Modified 2018-06-22 by Andrea Censi

In this chapter we give a brief review of some basic probabilistic concepts.

For a more in-depth treatment of the subject we refer the interested reader to a textbook such as [5].

Random Variables

Modified 2018-06-22 by Andrea Censi

The key underlying concept in probabilistic theory is that of an event, which is the output of a random trial. Examples of an event include the result of a coin flip turning up HEADS or the result of rolling a die turning up the number “4”.

Random Variable A (either discrete or continuous) variable that can take on any value that corresponds to the feasible output of a random trial.

$$ \newcommand{\state}{x} \newcommand{\aset}[1]{\mathcal{#1}} \newcommand{\heads}{\textsf{HEADS}} \newcommand{\tails}{\textsf{TAILS}} $$

For example, we could model the event of flipping a fair coin with the random variable $X$. We write the probability that $X$ takes $\heads$ as $p(X=\heads)$. The set of all possible values for the variable $X$ is its domain, $\aset{X}$.

In this case, $$ \aset{X}=\{\heads,\tails\}. $$

Since $X$ can only take one of two values, it is a binary random variable.
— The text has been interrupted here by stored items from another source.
// Copyright (C) 2026 Fred Clausen
// Use of this source code is governed by an MIT-style
// license that can be found in the LICENSE file or at
// https://opensource.org/licenses/MIT.

#![allow(clippy::expect_used, clippy::unwrap_used)]

mod catalog_tests;
mod payment_tests;

use crate::{CommittedCommand, NewProcedure, Persistence, PersistenceError};
use clinica::Command;
use clinica_audit::{Actor, Cause};
use clinica_domain::{
    AllocationRequest, CaseStatus, CommissionRates, DomainError, Money, PaymentMethod, Procedure,
    StaffRole,
};
use time::OffsetDateTime;
use time::macros::datetime;

pub fn now() -> OffsetDateTime {
    datetime!(2026-03-02 14:30 UTC)
}

pub fn money(s: &str) -> Money {
    s.parse().unwrap()
}

pub fn create_test_cause() -> Cause {
    Cause::new(String::from("test-cause"), String::from("Test operation"))
}

/// Returns the domain error a rejected command carried.
pub fn rejection(err: &PersistenceError) -> &DomainError {
    err.rejection()
        .unwrap_or_else(|| panic!("expected a rejected command, got {err:?}"))
}

/// A seeded store: staff with each role, one client and a procedure
/// priced 150.00 with 10% sale and 20% execution commission.
pub struct Fixture {
    pub persistence: Persistence,
    pub admin: Actor,
    pub receptionist: Actor,
    pub evaluator: Actor,
    pub executor: Actor,
    pub other_executor: Actor,
    pub client_id: i64,
    pub procedure: Procedure,
}

impl Fixture {
    pub fn new() -> Self {
        Self::with_store(Persistence::new_in_memory().unwrap())
    }

    /// Seeds the given store instead of a fresh in-memory one.
    pub fn with_store(mut persistence: Persistence) -> Self {

        let mut staff = |name: &str, role: StaffRole| -> Actor {
            let id: i64 = persistence.create_staff(name, role).unwrap();
            Actor::new(id, String::from(name), role)
        };
        let admin: Actor = staff("Admin", StaffRole::Admin);
        let receptionist: Actor = staff("Recepção", StaffRole::Receptionist);
        let evaluator: Actor = staff("Dra. Avaliadora", StaffRole::Evaluator);
        let executor: Actor = staff("Executora", StaffRole::Executor);
        let other_executor: Actor = staff("Outra Executora", StaffRole::Executor);

        let client_id: i64 = persistence.create_client("Maria Silva", now()).unwrap();
        let procedure_id: i64 = persistence
            .create_procedure(&NewProcedure {
                name: String::from("Limpeza de pele"),
                price: money("150.00"),
                rates: CommissionRates {
                    sale: "10".parse().unwrap(),
                    execution: "20".parse().unwrap(),
                },
                is_active: true,
            })
            .unwrap();
        let procedure: Procedure = persistence.get_procedure(procedure_id).unwrap().unwrap();

        Self {
            persistence,
            admin,
            receptionist,
            evaluator,
            executor,
            other_executor,
            client_id,
            procedure,
        }
    }

    pub fn open_case(&mut self) -> i64 {
        self.persistence
            .open_case(
                self.client_id,
                None,
                None,
                self.receptionist.clone(),
                create_test_cause(),
                now(),
            )
            .unwrap()
            .case
            .case_id
    }

    pub fn run(
        &mut self,
        case_id: i64,
        command: Command,
        actor: &Actor,
    ) -> Result<CommittedCommand, PersistenceError> {
        self.persistence
            .apply_case_command(case_id, command, actor.clone(), create_test_cause(), now())
    }

    /// Adds an item sold by the evaluator and assigned to the executor.
    pub fn add_item(&mut self, case_id: i64, price: Option<&str>) -> i64 {
        let command: Command = Command::AddItem {
            procedure: self.procedure.clone(),
            seller_id: Some(self.evaluator.staff_id),
            executor_id: Some(self.executor.staff_id),
            price_override: price.map(money),
        };
        let admin: Actor = self.admin.clone();
        self.run(case_id, command, &admin)
            .unwrap()
            .created_id
            .unwrap()
    }

    pub fn transition(
        &mut self,
        case_id: i64,
        target: CaseStatus,
    ) -> Result<CommittedCommand, PersistenceError> {
        let admin: Actor = self.admin.clone();
        self.run(case_id, Command::RequestTransition { target }, &admin)
    }

    pub fn pay(
        &mut self,
        case_id: i64,
        amount: &str,
        allocations: &[(i64, &str)],
    ) -> Result<CommittedCommand, PersistenceError> {
        let command: Command = Command::RegisterPayment {
            amount: money(amount),
            method: PaymentMethod::InstantTransfer,
            installment_count: 1,
            note: None,
            allocations: allocations
                .iter()
                .map(|(item_id, amount)| AllocationRequest {
                    item_id: *item_id,
                    amount: money(amount),
                })
                .collect(),
        };
        let receptionist: Actor = self.receptionist.clone();
        self.run(case_id, command, &receptionist)
    }

    pub fn advance(
        &mut self,
        case_id: i64,
        item_id: i64,
        target: clinica_domain::ItemStatus,
    ) -> Result<CommittedCommand, PersistenceError> {
        let executor: Actor = self.executor.clone();
        self.run(
            case_id,
            Command::AdvanceItemStatus { item_id, target },
            &executor,
        )
    }

    /// Opens a case and walks it to `awaiting_payment` with items at the given prices.
    pub fn case_awaiting_payment(&mut self, prices: &[&str]) -> (i64, Vec<i64>) {
        let case_id: i64 = self.open_case();
        self.transition(case_id, CaseStatus::Evaluation).unwrap();
        let items: Vec<i64> = prices
            .iter()
            .map(|price| self.add_item(case_id, Some(*price)))
            .collect();
        self.transition(case_id, CaseStatus::AwaitingPayment).unwrap();
        (case_id, items)
    }

    /// Asserts every stored item respects the payment invariants.
    pub fn assert_ledger_consistent(&mut self, case_id: i64) {
        let summary = self.persistence.get_case_summary(case_id).unwrap();
        for item in &summary.items {
            assert!(item.amount_paid <= item.price, "item {} overpaid", item.item_id);
            assert!(item.is_consistent(), "item {} status mismatch", item.item_id);
            let allocated: Money = self.persistence.allocated_to_item(item.item_id).unwrap();
            assert_eq!(allocated, item.amount_paid, "item {}", item.item_id);
        }
        for record in &summary.payments {
            let allocated: Money =
                Money::sum(record.allocations.iter().map(|a| a.amount_applied)).unwrap();
            assert_eq!(allocated, record.payment.amount);
        }
    }
}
In the case of a die roll, $$ \aset{X}=\{1,2,3,4,5,6\}, $$ and we refer to this as a discrete random variable. If the output is real value or a subset of the real numbers, e.g., $\aset{X} = \reals$, then we refer to $X$ as a continuous random variable.

Consider once again the coin tossing event. If the coin is fair, we have $$ p(X=\heads)=p(X=\tails)=0.5. $$

Here, the function $p(x)$ is called the probability mass function or pmf. The pmf is shown in Figure 1.2.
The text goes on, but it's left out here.